Un violento e inaceptable episodio empañó la jornada de la Copa Sudamericana. El director técnico de San Lorenzo, Gustavo Álvarez, alzó la voz de manera enérgica para denunciar que fue agredido físicamente por los hinchas de Santos antes de ingresar a la sala de conferencias de prensa.
El exestratega de Universidad de Chile lamentó las nulas medidas de seguridad y le envió un directo recado a la organización.
Al parecer el ambiente ya venía tenso en el compromiso internacional, pero la situación pasó a mayores en los pasillos del reducto deportivo. Con el fin de evitar futuros incidentes, el adiestrador del “Ciclón” aprovechó los micrófonos para relatar el calvario que vivió de manera interna.
“Antes de responder la pregunta, con el ánimo de construir, no de criticar, les pido por favor que la próxima vez no hagan pasar al entrenador visitante entre la torcida”, advirtió Álvarez con evidente molestia.

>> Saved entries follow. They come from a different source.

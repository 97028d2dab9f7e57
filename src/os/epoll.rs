// src/os/epoll.rs

//! Readiness wait over `epoll`, using raw `libc` calls.
//!
//! The display loop watches exactly one descriptor (the compositor
//! connection) with a bounded timeout; a timeout simply hands control back
//! to the caller.

use anyhow::{Context, Result};
use bitflags::bitflags;
use log::{debug, trace};
use std::io;
use std::os::fd::{AsRawFd, FromRawFd, OwnedFd, RawFd};

const MAX_EVENTS_BUFFER_SIZE: usize = 4;

bitflags! {
    #[derive(Debug, Clone, Copy, PartialEq, Eq, Hash, Default)]
    pub struct EpollFlags: u32 {
        const EPOLLIN = libc::EPOLLIN as u32;
        const EPOLLERR = libc::EPOLLERR as u32;
        const EPOLLHUP = libc::EPOLLHUP as u32;
    }
}

#[derive(Debug)]
pub struct EventMonitor {
    epoll_fd: OwnedFd,
    event_buffer: [libc::epoll_event; MAX_EVENTS_BUFFER_SIZE],
}

impl EventMonitor {
    pub fn new() -> Result<Self> {
        let raw = unsafe { libc::epoll_create1(libc::EPOLL_CLOEXEC) };
        if raw == -1 {
            return Err(io::Error::last_os_error())
                .context("Failed to create epoll instance (epoll_create1)");
        }
        debug!("EventMonitor created with epoll_fd: {}", raw);
        Ok(Self {
            epoll_fd: unsafe { OwnedFd::from_raw_fd(raw) },
            event_buffer: [libc::epoll_event { events: 0, u64: 0 }; MAX_EVENTS_BUFFER_SIZE],
        })
    }

    /// Starts watching `fd` for input.
    pub fn watch(&self, fd: RawFd, token: u64) -> Result<()> {
        let mut event = libc::epoll_event {
            events: EpollFlags::EPOLLIN.bits(),
            u64: token,
        };
        if unsafe {
            libc::epoll_ctl(
                self.epoll_fd.as_raw_fd(),
                libc::EPOLL_CTL_ADD,
                fd,
                &mut event,
            )
        } == -1
        {
            return Err(io::Error::last_os_error())
                .with_context(|| format!("Failed to add fd {} to epoll (token: {})", fd, token));
        }
        trace!("Watching fd {} with token {}", fd, token);
        Ok(())
    }

    /// Blocks up to `timeout_ms` (negative waits forever). Returns the flags
    /// reported for `token`, empty on timeout or interruption.
    pub fn wait(&mut self, token: u64, timeout_ms: i32) -> Result<EpollFlags> {
        let num_events = unsafe {
            libc::epoll_wait(
                self.epoll_fd.as_raw_fd(),
                self.event_buffer.as_mut_ptr(),
                MAX_EVENTS_BUFFER_SIZE as libc::c_int,
                timeout_ms,
            )
        };

        if num_events == -1 {
            let err = io::Error::last_os_error();
            if err.kind() == io::ErrorKind::Interrupted {
                trace!("EventMonitor: epoll_wait interrupted (EINTR)");
                return Ok(EpollFlags::empty());
            }
            return Err(err).context("epoll_wait failed in EventMonitor");
        }

        let flags = self.event_buffer[..num_events as usize]
            .iter()
            .filter(|event| {
                let event_token = event.u64;
                event_token == token
            })
            .fold(EpollFlags::empty(), |acc, event| {
                acc | EpollFlags::from_bits_truncate(event.events)
            });
        trace!("EventMonitor: {} events, flags {:?}", num_events, flags);
        Ok(flags)
    }
}

#[cfg(test)]
mod tests {
    use super::*;
    use std::os::fd::AsRawFd;

    fn pipe() -> (OwnedFd, OwnedFd) {
        let mut fds: [RawFd; 2] = [0; 2];
        assert_eq!(unsafe { libc::pipe2(fds.as_mut_ptr(), libc::O_CLOEXEC) }, 0);
        unsafe { (OwnedFd::from_raw_fd(fds[0]), OwnedFd::from_raw_fd(fds[1])) }
    }

    #[test]
    fn it_should_time_out_when_nothing_is_readable() {
        let (read, _write) = pipe();
        let mut monitor = EventMonitor::new().unwrap();
        monitor.watch(read.as_raw_fd(), 1).unwrap();

        assert!(monitor.wait(1, 10).unwrap().is_empty());
    }

    #[test]
    fn it_should_report_input_on_the_watched_descriptor() {
        let (read, write) = pipe();
        let mut monitor = EventMonitor::new().unwrap();
        monitor.watch(read.as_raw_fd(), 7).unwrap();

        let byte = [1u8];
        let written = unsafe { libc::write(write.as_raw_fd(), byte.as_ptr().cast(), 1) };
        assert_eq!(written, 1);

        assert!(monitor.wait(7, 1000).unwrap().contains(EpollFlags::EPOLLIN));
    }
}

Golpes e insultos en la previa de la conferencia
El estratega argentino detalló la agresión que sufrió por parte de los fanáticos locales mientras intentaba cumplir con sus obligaciones ante los medios de comunicación. “Me insultaron y me pegaron antes de entrar a la sala de conferencia. Me parece que no es necesario”, disparó de forma tajante el director técnico, evidenciando la desprotección que sufren las delegaciones extranjeras en este tipo de instancias continentales.

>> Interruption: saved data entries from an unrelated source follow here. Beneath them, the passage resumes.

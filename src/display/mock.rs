// src/display/mock.rs

use crate::display::driver::Presenter;
use crate::display::pool::BufferId;
use crate::error::DisplayError;

#[derive(Debug, Clone, PartialEq, Eq)]
pub enum PresenterCall {
    CreateBuffer(BufferId),
    DestroyBuffer(BufferId),
    RequestFrame,
    Damage { width: u32, height: u32 },
    Attach(BufferId),
    Commit,
    Flush,
}

/// Records every request; buffers are just their ids.
#[derive(Debug, Default)]
pub struct MockPresenter {
    calls: Vec<PresenterCall>,
    fail_create: bool,
}

impl MockPresenter {
    pub fn new() -> Self {
        Self::default()
    }

    pub fn fail_buffer_creation(&mut self) {
        self.fail_create = true;
    }

    pub fn calls(&self) -> &[PresenterCall] {
        &self.calls
    }

    pub fn commits(&self) -> usize {
        self.calls
            .iter()
            .filter(|c| **c == PresenterCall::Commit)
            .count()
    }

    pub fn attached(&self) -> Vec<BufferId> {
        self.calls
            .iter()
            .filter_map(|c| match c {
                PresenterCall::Attach(id) => Some(*id),
                _ => None,
            })
            .collect()
    }

    pub fn clear(&mut self) {
        self.calls.clear();
    }
}

impl Presenter for MockPresenter {
    type Buffer = BufferId;

    fn create_buffer(&mut self, id: BufferId) -> Result<BufferId, DisplayError> {
        if self.fail_create {
            return Err(DisplayError::Allocation("mock buffer creation".into()));
        }
        self.calls.push(PresenterCall::CreateBuffer(id));
        Ok(id)
    }

    fn destroy_buffer(&mut self, buffer: BufferId) {
        self.calls.push(PresenterCall::DestroyBuffer(buffer));
    }

    fn request_frame(&mut self) -> Result<(), DisplayError> {
        self.calls.push(PresenterCall::RequestFrame);
        Ok(())
    }

    fn damage(&mut self, width: u32, height: u32) {
        self.calls.push(PresenterCall::Damage { width, height });
    }

    fn attach(&mut self, buffer: &BufferId) {
        self.calls.push(PresenterCall::Attach(*buffer));
    }

    fn commit(&mut self) {
        self.calls.push(PresenterCall::Commit);
    }

    fn flush(&mut self) -> Result<(), DisplayError> {
        self.calls.push(PresenterCall::Flush);
        Ok(())
    }
}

El contundente recado a Santos y San Lorenzo
A pesar de la gravedad de los hechos, Gustavo Álvarez intentó mantener la cordura y separar la pasión futbolística de la violencia, exigiendo que las dirigencias tomen cartas en el asunto. “Por ahí entiendo el disgusto de la gente, pero no tengo por qué sufrirlo yo. Con todo respeto a Conmebol, a Santos y a San Lorenzo”, sentenció el timonel azulgrana, esperando que este tipo de situaciones no se vuelvan a repetir en el torneo sudamericano.